How to Be Consistent in a Distributed Context

Posted on

What does it mean to be consistent?

In an earlier post, we talked about the importance of building consensus when it comes to ensuring consistency in a distributed setting. Loosely, consistency focuses on keeping all nodes in a system up to date on changes as they happen in real time or near real time. This ensures the reliability of the system as a whole, so users are never (fully) let down when parts of the system unexpectedly go down.

Funnily enough, consistency in distributed systems is not consistent. Unlike the formal definition of the term, consistency varies depending on context and system requirements. In some situations, we may want strong consistency where every node has the same data at precisely the same time, while in others immediate consistency is not strictly necessary.

Strong(ly) consistent

Ordinarily when we think of consistency, we assume strict or absolute consistency, where all writes are instantly visible to all reads. If we were to visualize this in the context of music, strong consistency is akin to a symphonic orchestra. Each musician plays a predefined sheet of music (reads) alongside a conductor’s instruction (writes). Perfect synchronicity is reached because all “nodes” are in harmony.

Implementing a system that has strong consistency is of course much harder than the synchronicity achieved in a typical orchestra; the metaphor serves to explain the concept however contrived it may seem. Musicians in an orchestra are colocated. In a distributed setting, nodes are globally distributed. If we were to spread musicians across regions, it would immediately become apparent how hard strong consistency is, chiefly because of latency. Keeping nodes up to date with absolute certainty is complex and resource intensive. This is why most applications aspire for a more loosely defined version of consistency.

Even so, this type of strong consistency is not an impossible outcome. Consensus protocols like Paxos and Raft, introduce the concept of an election/voting model where there is an obvious leader and followers through which updates are propagated. Tools like Google’s Bigtable and Spanner are key examples of systems that implement strong consistency.

Sequentially Consistent

A more relaxed approach to this is sequential consistency. Instead of all writes being broadcast to nodes when it happens in real time, writes across nodes are globally ordered and only broadcast to other nodes in the order it was received. To achieve this, a write queue is implemented to which updates are recorded. To extend our music metaphor, sequentially consistent systems operate like recorded or streamed music. When you play a song, the notes and lyrics are always heard in the order they were arranged. Even if listeners are distributed, the song follows a sequence in which is was recorded, and despite possible lag, the music is consonant.

Achieving sequential consistency requires coordination mechanisms such as distributed locks and replication protocols. This way, no two nodes can simultaneously perform a write. Apache Zookeeper is a prime example of a system that implements a sequentially consistent model. It provides primitives via locks, queues and barriers so state is maintained in a consistent order.

Eventually Consistent

If we were to weaken our consistency requirements further, we reach eventual consistency. In this model, nodes diverge temporarily but eventually converge to the same state. Here order is not guaranteed. In music, this is akin to a jazz performance. Jazz encourages free musical expression in the form of improvisation. There are often temporary deviations in the performance but there is an eventual harmonic resolution; listen to John Coltrane’s version of My Favorite Things if you want a tangible example of this.

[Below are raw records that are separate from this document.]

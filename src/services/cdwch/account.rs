//! `tencentcloud_clickhouse_account`: a ClickHouse system user.

use super::model::{CkUserAlterInfo, API_TYPE_ADD_SYSTEM_USER, API_TYPE_UPDATE_SYSTEM_USER};
use super::service::CdwchService;
use crate::connectivity::TencentCloudClient;
use crate::error::Result;
use crate::helper::{build_id, non_empty, parse_id};
use crate::resource::Resource;
use crate::schema::{Attribute, Schema};
use crate::state::ResourceData;
use async_trait::async_trait;

/// `tencentcloud_clickhouse_account`: a system user, id `instanceId#userName`.
pub struct ClickhouseAccount;

impl ClickhouseAccount {
    fn user_info(d: &ResourceData, instance_id: &str, user_name: &str) -> CkUserAlterInfo {
        CkUserAlterInfo {
            instance_id: instance_id.to_string(),
            user_name: user_name.to_string(),
            pass_word: d.get_str("password").unwrap_or_default().to_string(),
            describe: non_empty(d.get_str("describe").map(str::to_string)),
        }
    }
}

#[async_trait]
impl Resource for ClickhouseAccount {
    fn name(&self) -> &'static str {
        "tencentcloud_clickhouse_account"
    }

    fn schema(&self) -> Schema {
        Schema::v0()
            .with_attribute(
                "instance_id",
                Attribute::required_string().with_description("Instance id."),
            )
            .with_attribute(
                "user_name",
                Attribute::required_string().with_description("User name."),
            )
            .with_attribute(
                "password",
                Attribute::required_string()
                    .sensitive()
                    .with_description("Password."),
            )
            .with_attribute(
                "describe",
                Attribute::optional_string().with_description("Description of the user."),
            )
    }

    fn immutable_args(&self) -> &'static [&'static str] {
        &["instance_id", "user_name"]
    }

    async fn create(&self, client: &TencentCloudClient, d: &mut ResourceData) -> Result<()> {
        let instance_id = d.require_str("instance_id")?.to_string();
        let user_name = d.require_str("user_name")?.to_string();

        let info = Self::user_info(d, &instance_id, &user_name);
        CdwchService::new(client)
            .alter_ck_user(API_TYPE_ADD_SYSTEM_USER, &info)
            .await?;

        d.set_id(build_id(&[&instance_id, &user_name]));
        self.read(client, d).await
    }

    async fn read(&self, client: &TencentCloudClient, d: &mut ResourceData) -> Result<()> {
        let id = d.id().to_string();
        let parts = parse_id(&id, 2)?;
        let (instance_id, user_name) = (parts[0], parts[1]);

        let account = CdwchService::new(client)
            .describe_account(instance_id, user_name)
            .await?;
        let Some(account) = account else {
            d.set_id("");
            return Ok(());
        };

        d.set("instance_id", instance_id);
        d.set("user_name", account.user_name);
        d.set("describe", account.describe);
        Ok(())
    }

    async fn update(&self, client: &TencentCloudClient, d: &mut ResourceData) -> Result<()> {
        let id = d.id().to_string();
        let parts = parse_id(&id, 2)?;

        if d.has_changes(&["password", "describe"]) {
            let info = Self::user_info(d, parts[0], parts[1]);
            CdwchService::new(client)
                .alter_ck_user(API_TYPE_UPDATE_SYSTEM_USER, &info)
                .await?;
        }
        self.read(client, d).await
    }

    async fn delete(&self, client: &TencentCloudClient, d: &mut ResourceData) -> Result<()> {
        let id = d.id().to_string();
        let parts = parse_id(&id, 2)?;
        CdwchService::new(client)
            .delete_account(parts[0], parts[1])
            .await
    }
}

#[cfg(test)]
mod tests {
    use super::*;
    use serde_json::json;

    #[test]
    fn test_user_info_drops_empty_describe() {
        let d = ResourceData::new(json!({
            "instance_id": "cdwch-1",
            "user_name": "reader",
            "password": "s3cret!",
            "describe": ""
        }));
        let info = ClickhouseAccount::user_info(&d, "cdwch-1", "reader");
        assert_eq!(info.pass_word, "s3cret!");
        assert!(info.describe.is_none());
    }

    #[test]
    fn test_password_is_sensitive() {
        let schema = ClickhouseAccount.schema();
        assert!(schema.block.attributes["password"].flags.sensitive);
    }
}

Evidently, a system that favors eventual consistency has to deal with some element of conflict resolution. Last writer wins, and vector clocks are popular methods to determine some form of partial ordering of events across nodes. And well known tools like Apache Zookeeper implement this system under the hood. In eventually consistent systems, high availability and low latency are prioritized and they are generally handy for read heavy applications.

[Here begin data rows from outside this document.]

//! Test harness for providers.
//!
//! [`ProviderTester`] drives a [`ProviderService`] in-process. Pointed at a
//! mock HTTP endpoint it exercises the full stack, from schema validation
//! through request signing to response decoding.
//!
//! # Example
//!
//! ```ignore
//! use tencentcloud_provider::testing::ProviderTester;
//! use serde_json::json;
//!
//! #[tokio::test]
//! async fn test_create_account() {
//!     let server = wiremock::MockServer::start().await;
//!     // mount mocks for ActionAlterCkUser and DescribeCkSqlApis ...
//!
//!     let tester = ProviderTester::with_endpoint(&server.uri()).unwrap();
//!     let state = tester
//!         .create(
//!             "tencentcloud_clickhouse_account",
//!             json!({"instance_id": "cdwch-1", "user_name": "reader", "password": "pw"}),
//!         )
//!         .await
//!         .unwrap();
//!
//!     assert_eq!(state["id"], "cdwch-1#reader");
//! }
//! ```

use crate::config::ProviderConfig;
use crate::error::ProviderError;
use crate::provider::{ProviderService, TencentCloudProvider};
use crate::resource::Registry;
use crate::schema::{Diagnostic, ProviderSchema};
use crate::types::{ImportedResource, PlanResult};
use serde_json::{json, Value};
use std::fmt::Write as _;

/// Provider settings for a mock endpoint: fixed credentials, a short retry
/// interval and one second retry timeouts.
pub fn endpoint_config(endpoint: &str) -> Value {
    json!({
        "secret_id": "AKIDTEST",
        "secret_key": "test-key",
        "region": "ap-guangzhou",
        "endpoint": endpoint,
        "retry_interval_ms": 10,
        "read_retry_timeout": 1,
        "write_retry_timeout": 1,
    })
}

/// Failure of a harness call that reports diagnostics.
#[derive(Debug, thiserror::Error)]
pub enum TestError {
    /// The call returned error diagnostics.
    #[error("{}", describe_diagnostics(.0))]
    Diagnostics(Vec<Diagnostic>),
    /// The call itself failed.
    #[error("Provider error: {0}")]
    Provider(#[from] ProviderError),
}

fn describe_diagnostics(diagnostics: &[Diagnostic]) -> String {
    let mut out = format!("Operation failed with {} diagnostic(s):", diagnostics.len());
    for diag in diagnostics {
        let _ = write!(out, "\n  [{:?}] {}", diag.severity, diag.summary);
        if let Some(detail) = &diag.detail {
            let _ = write!(out, ": {}", detail);
        }
        if let Some(attr) = &diag.attribute {
            let _ = write!(out, " (at {})", attr);
        }
    }
    out
}

/// Keep only error diagnostics; none means success.
fn errors_only(diagnostics: Vec<Diagnostic>) -> Result<(), TestError> {
    let errors: Vec<Diagnostic> = diagnostics.into_iter().filter(Diagnostic::is_error).collect();
    if errors.is_empty() {
        Ok(())
    } else {
        Err(TestError::Diagnostics(errors))
    }
}

/// Drives a [`ProviderService`] the way a host would, minus the transport.
pub struct ProviderTester<P: ProviderService> {
    provider: P,
}

impl ProviderTester<TencentCloudProvider> {
    /// Every built-in type, configured against `endpoint`.
    pub fn with_endpoint(endpoint: &str) -> Result<Self, ProviderError> {
        Self::with_registry(crate::services::registry(), endpoint)
    }

    /// Only the types in `registry`, configured against `endpoint`.
    pub fn with_registry(registry: Registry, endpoint: &str) -> Result<Self, ProviderError> {
        let provider = TencentCloudProvider::with_registry(registry);
        let config = ProviderConfig::from_value_with_env(&endpoint_config(endpoint), |_| None)?;
        provider.configure_with(config)?;
        Ok(Self::new(provider))
    }
}

impl<P: ProviderService> ProviderTester<P> {
    /// Wraps an already configured provider.
    pub fn new(provider: P) -> Self {
        Self { provider }
    }

    /// The wrapped provider.
    pub fn provider(&self) -> &P {
        &self.provider
    }

    /// Full provider schema.
    pub fn schema(&self) -> ProviderSchema {
        self.provider.schema()
    }

    /// Registered resource type names.
    pub fn resource_types(&self) -> Vec<String> {
        self.provider.metadata().resources
    }

    /// Registered data source type names.
    pub fn data_source_types(&self) -> Vec<String> {
        self.provider.metadata().data_sources
    }

    /// Fails on error diagnostics only.
    pub async fn validate_provider_config(&self, config: Value) -> Result<(), TestError> {
        errors_only(self.provider.validate_provider_config(config).await?)
    }

    /// Configure the provider; fails on error diagnostics only.
    pub async fn configure(&self, config: Value) -> Result<(), TestError> {
        errors_only(self.provider.configure(config).await?)
    }

    /// Stop the provider.
    pub async fn stop(&self) -> Result<(), ProviderError> {
        self.provider.stop().await
    }

    /// Fails on error diagnostics only.
    pub async fn validate_resource_config(
        &self,
        resource_type: &str,
        config: Value,
    ) -> Result<(), TestError> {
        errors_only(
            self.provider
                .validate_resource_config(resource_type, config)
                .await?,
        )
    }

    /// Plan with no prior state.
    pub async fn plan_create(
        &self,
        resource_type: &str,
        config: Value,
    ) -> Result<PlanResult, ProviderError> {
        self.provider
            .plan(resource_type, None, config.clone(), config)
            .await
    }

    /// Plan moving `prior_state` to `config`.
    pub async fn plan_update(
        &self,
        resource_type: &str,
        prior_state: Value,
        config: Value,
    ) -> Result<PlanResult, ProviderError> {
        self.provider
            .plan(resource_type, Some(prior_state), config.clone(), config)
            .await
    }

    /// Plan destroying `prior_state`.
    pub async fn plan_delete(
        &self,
        resource_type: &str,
        prior_state: Value,
    ) -> Result<PlanResult, ProviderError> {
        self.provider
            .plan(resource_type, Some(prior_state), Value::Null, Value::Null)
            .await
    }

    /// Create from a planned state.
    pub async fn create(&self, resource_type: &str, planned_state: Value) -> Result<Value, ProviderError> {
        self.provider.create(resource_type, planned_state).await
    }

    /// Refresh state; `Value::Null` means the object is gone.
    pub async fn read(&self, resource_type: &str, current_state: Value) -> Result<Value, ProviderError> {
        self.provider.read(resource_type, current_state).await
    }

    /// Apply `planned_state` over `prior_state`.
    pub async fn update(
        &self,
        resource_type: &str,
        prior_state: Value,
        planned_state: Value,
    ) -> Result<Value, ProviderError> {
        self.provider
            .update(resource_type, prior_state, planned_state)
            .await
    }

    /// Destroy the object in `current_state`.
    pub async fn delete(&self, resource_type: &str, current_state: Value) -> Result<(), ProviderError> {
        self.provider.delete(resource_type, current_state).await
    }

    /// Import by id.
    pub async fn import_resource(
        &self,
        resource_type: &str,
        id: &str,
    ) -> Result<Vec<ImportedResource>, ProviderError> {
        self.provider.import_resource(resource_type, id).await
    }

    /// Read a data source from its configuration.
    pub async fn read_data_source(
        &self,
        data_source_type: &str,
        config: Value,
    ) -> Result<Value, ProviderError> {
        self.provider
            .read_data_source(data_source_type, config)
            .await
    }

    /// Plan, create, then read back.
    pub async fn lifecycle_create(
        &self,
        resource_type: &str,
        config: Value,
    ) -> Result<Value, ProviderError> {
        let plan = self.plan_create(resource_type, config).await?;
        let created = self.create(resource_type, plan.planned_state).await?;
        self.read(resource_type, created).await
    }

    /// Plan, update, then read back.
    pub async fn lifecycle_update(
        &self,
        resource_type: &str,
        prior_state: Value,
        config: Value,
    ) -> Result<Value, ProviderError> {
        let plan = self
            .plan_update(resource_type, prior_state.clone(), config)
            .await?;
        let updated = self
            .update(resource_type, prior_state, plan.planned_state)
            .await?;
        self.read(resource_type, updated).await
    }

    /// Create from `initial`, update to `changed`, then destroy. Returns the
    /// state read back after the update.
    pub async fn lifecycle_crud(
        &self,
        resource_type: &str,
        initial: Value,
        changed: Value,
    ) -> Result<Value, ProviderError> {
        let created = self.lifecycle_create(resource_type, initial).await?;
        let updated = self
            .lifecycle_update(resource_type, created, changed)
            .await?;
        self.plan_delete(resource_type, updated.clone()).await?;
        self.delete(resource_type, updated.clone()).await?;
        Ok(updated)
    }
}

fn changed_paths(plan: &PlanResult) -> Vec<&str> {
    plan.changes.iter().map(|c| c.path.as_str()).collect()
}

fn error_summaries(diagnostics: &[Diagnostic]) -> Vec<&str> {
    diagnostics
        .iter()
        .filter(|d| d.is_error())
        .map(|d| d.summary.as_str())
        .collect()
}

/// Panics unless the plan creates the object.
pub fn assert_plan_creates(plan: &PlanResult) {
    assert!(plan.has_changes(), "Expected plan to create, but got no changes");
    assert!(!plan.requires_replace, "Expected plan to create, not replace");
}

/// Panics if the plan changes anything.
pub fn assert_plan_no_changes(plan: &PlanResult) {
    assert!(
        !plan.has_changes(),
        "Expected no changes, but got {:?}",
        changed_paths(plan)
    );
}

/// Panics unless the plan replaces the object.
pub fn assert_plan_replaces(plan: &PlanResult) {
    assert!(
        plan.requires_replace,
        "Expected plan to require replacement, changes: {:?}",
        changed_paths(plan)
    );
}

/// Panics if the plan requires replacement.
pub fn assert_plan_updates_in_place(plan: &PlanResult) {
    assert!(
        !plan.requires_replace,
        "Expected plan to update in place, but it requires replacement"
    );
}

/// Panics unless the plan changes `path`.
pub fn assert_plan_changes_attribute(plan: &PlanResult, path: &str) {
    let paths = changed_paths(plan);
    assert!(
        paths.contains(&path),
        "Expected plan to change '{}', changed: {:?}",
        path,
        paths
    );
}

/// Panics if the plan changes `path`.
pub fn assert_plan_does_not_change_attribute(plan: &PlanResult, path: &str) {
    assert!(
        !changed_paths(plan).contains(&path),
        "Expected plan to leave '{}' unchanged",
        path
    );
}

/// Panics on any error diagnostic.
pub fn assert_no_errors(diagnostics: &[Diagnostic]) {
    let errors = error_summaries(diagnostics);
    assert!(
        errors.is_empty(),
        "Expected no errors, but got {} error(s): {:?}",
        errors.len(),
        errors
    );
}

/// Panics unless there is at least one error diagnostic.
pub fn assert_has_errors(diagnostics: &[Diagnostic]) {
    assert!(
        !error_summaries(diagnostics).is_empty(),
        "Expected at least one error, but got none"
    );
}

/// Panics unless some error summary contains `substring`.
pub fn assert_error_contains(diagnostics: &[Diagnostic], substring: &str) {
    let errors = error_summaries(diagnostics);
    assert!(
        errors.iter().any(|s| s.contains(substring)),
        "Expected an error containing '{}', errors: {:?}",
        substring,
        errors
    );
}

Tailoring a consistency model to suit an application’s provide a framework to decide how best to architect an application. In weighing this decision, it’s useful to remember the guiding principle of the CAP theorem, among the 3 properties of shared data systems—consistency, availability and partition tolerance—only 2 can ever be achieved at a given time. If your application needs skew toward high availability, eventual consistency might be the way forward while one that requires consistency would be better served with a strongly consistent model.